• _TASK TO COMPLETE_
Without skipping or changing anything, print all the entries.
** EXERCISE DATA follows **
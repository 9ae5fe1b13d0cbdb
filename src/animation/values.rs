use glam::{Quat, Vec3};

/// A value a keyframe track can blend between.
pub trait Interpolatable: Copy + Sized {
    fn interpolate_linear(start: Self, end: Self, t: f32) -> Self;
}

impl Interpolatable for f32 {
    fn interpolate_linear(start: Self, end: Self, t: f32) -> Self {
        start + (end - start) * t
    }
}

impl Interpolatable for Vec3 {
    fn interpolate_linear(start: Self, end: Self, t: f32) -> Self {
        start.lerp(end, t)
    }
}

impl Interpolatable for Quat {
    /// Spherical interpolation along the shortest arc.
    fn interpolate_linear(start: Self, end: Self, t: f32) -> Self {
        start.slerp(end, t).normalize()
    }
}
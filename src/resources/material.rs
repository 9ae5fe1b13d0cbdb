use std::path::{Path, PathBuf};

use glam::Vec4;

/// Texture binding of one material slot.
///
/// A slot whose file could not be resolved stays on the placeholder, which
/// the renderer substitutes with its default texture.
#[derive(Debug, Clone, PartialEq, Eq, Default)]
pub enum TextureRef {
    #[default]
    Placeholder,
    File(PathBuf),
}

impl TextureRef {
    #[must_use]
    pub fn path(&self) -> Option<&Path> {
        match self {
            TextureRef::Placeholder => None,
            TextureRef::File(path) => Some(path),
        }
    }

    #[must_use]
    pub fn is_placeholder(&self) -> bool {
        matches!(self, TextureRef::Placeholder)
    }
}

#[derive(Debug, Clone, PartialEq, Eq, Default)]
pub struct TextureSlots {
    pub diffuse: TextureRef,
    pub normal_map: TextureRef,
    pub specular: TextureRef,
    pub height_map: TextureRef,
    pub reflection_map: TextureRef,
}

/// Scalar material parameters handed to the shader binder per draw.
#[derive(Debug, Clone, PartialEq)]
pub struct MaterialParams {
    pub name: String,
    pub material_index: usize,

    /// Minimum light color
    pub ambient: Vec4,
    pub diffuse: Vec4,
    pub specular: Vec4,
    /// Glow without light
    pub emissive: Vec4,
    pub opacity: f32,
    pub reflectivity: f32,
    pub shininess: f32,
    /// Specular power
    pub shine_strength: f32,
    /// Normal-map strength
    pub bump_scale: f32,
    pub two_sided: bool,

    pub textures: TextureSlots,
}

impl Default for MaterialParams {
    fn default() -> Self {
        Self {
            name: String::from("Default"),
            material_index: 0,
            ambient: Vec4::ONE,
            diffuse: Vec4::ONE,
            specular: Vec4::ONE,
            emissive: Vec4::ONE,
            opacity: 1.0,
            reflectivity: 0.0,
            shininess: 0.0,
            shine_strength: 1.0,
            bump_scale: 0.0,
            two_sided: false,
            textures: TextureSlots::default(),
        }
    }
}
** End of EXERCISE DATA **
• _SOLUTION FOR THIS EXERCISE_
repository 9ae5fe1b13d0cbdb
filename src/animation/values.rs
use glam::{Quat, Vec3};

/// A value a keyframe track can blend between.
pub trait Interpolatable: Copy + Sized {
    fn interpolate_linear(start: Self, end: Self, t: f32) -> Self;
}

impl Interpolatable for f32 {
    fn interpolate_linear(start: Self, end: Self, t: f32) -> Self {
        start + (end - start) * t
    }
}

impl Interpolatable for Vec3 {
    fn interpolate_linear(start: Self, end: Self, t: f32) -> Self {
        start.lerp(end, t)
    }
}

impl Interpolatable for Quat {
    /// Spherical interpolation along the shortest arc.
    fn interpolate_linear(start: Self, end: Self, t: f32) -> Self {
        start.slerp(end, t).normalize()
    }
}
filename src/resources/material.rs
repository 9ae5fe1b13d0cbdb
use std::path::{Path, PathBuf};

use glam::Vec4;

/// Texture binding of one material slot.
///
/// A slot whose file could not be resolved stays on the placeholder, which
/// the renderer substitutes with its default texture.
#[derive(Debug, Clone, PartialEq, Eq, Default)]
pub enum TextureRef {
    #[default]
    Placeholder,
    File(PathBuf),
}

impl TextureRef {
    #[must_use]
    pub fn path(&self) -> Option<&Path> {
        match self {
            TextureRef::Placeholder => None,
            TextureRef::File(path) => Some(path),
        }
    }

    #[must_use]
    pub fn is_placeholder(&self) -> bool {
        matches!(self, TextureRef::Placeholder)
    }
}

#[derive(Debug, Clone, PartialEq, Eq, Default)]
pub struct TextureSlots {
    pub diffuse: TextureRef,
    pub normal_map: TextureRef,
    pub specular: TextureRef,
    pub height_map: TextureRef,
    pub reflection_map: TextureRef,
}

/// Scalar material parameters handed to the shader binder per draw.
#[derive(Debug, Clone, PartialEq)]
pub struct MaterialParams {
    pub name: String,
    pub material_index: usize,

    /// Minimum light color
    pub ambient: Vec4,
    pub diffuse: Vec4,
    pub specular: Vec4,
    /// Glow without light
    pub emissive: Vec4,
    pub opacity: f32,
    pub reflectivity: f32,
    pub shininess: f32,
    /// Specular power
    pub shine_strength: f32,
    /// Normal-map strength
    pub bump_scale: f32,
    pub two_sided: bool,

    pub textures: TextureSlots,
}

impl Default for MaterialParams {
    fn default() -> Self {
        Self {
            name: String::from("Default"),
            material_index: 0,
            ambient: Vec4::ONE,
            diffuse: Vec4::ONE,
            specular: Vec4::ONE,
            emissive: Vec4::ONE,
            opacity: 1.0,
            reflectivity: 0.0,
            shininess: 0.0,
            shine_strength: 1.0,
            bump_scale: 0.0,
            two_sided: false,
            textures: TextureSlots::default(),
        }
    }
}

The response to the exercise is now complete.